[Start of Attachment]

use crate::ValidationError;

/// Normalize an exchange code (`" nyse "` -> `"NYSE"`).
pub fn exchange_code(input: &str) -> Result<String, ValidationError> {
    normalize_code("exchange", input)
}

/// Normalize a symbol code (`"brk.b"` -> `"BRK.B"`).
pub fn symbol_code(input: &str) -> Result<String, ValidationError> {
    normalize_code("symbol", input)
}

// Codes become cache key segments, so separators and whitespace are rejected.
fn normalize_code(kind: &'static str, input: &str) -> Result<String, ValidationError> {
    let trimmed = input.trim();
    if trimmed.is_empty() {
        return Err(ValidationError::EmptyCode { kind });
    }

    let normalized = trimmed.to_uppercase();
    for (index, ch) in normalized.chars().enumerate() {
        if ch == '/' || ch == '\\' || ch.is_whitespace() || ch.is_control() {
            return Err(ValidationError::CodeInvalidChar { kind, ch, index });
        }
    }

    Ok(normalized)
}

#[cfg(test)]
mod tests {
    use super::*;

    #[test]
    fn normalizes_case_and_whitespace() {
        assert_eq!(exchange_code(" nyse ").expect("code"), "NYSE");
        assert_eq!(symbol_code("brk.b").expect("code"), "BRK.B");
        assert_eq!(symbol_code("^dji").expect("code"), "^DJI");
    }

    #[test]
    fn rejects_empty_and_key_separators() {
        assert!(matches!(
            exchange_code("   "),
            Err(ValidationError::EmptyCode { kind: "exchange" })
        ));
        assert!(matches!(
            symbol_code("ABC/DEF"),
            Err(ValidationError::CodeInvalidChar { ch: '/', index: 3, .. })
        ));
        assert!(symbol_code("AB C").is_err());
    }
}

[End of Attachment]

How many lines of the data above include the word "trimmed"? Only that number should be returned.

3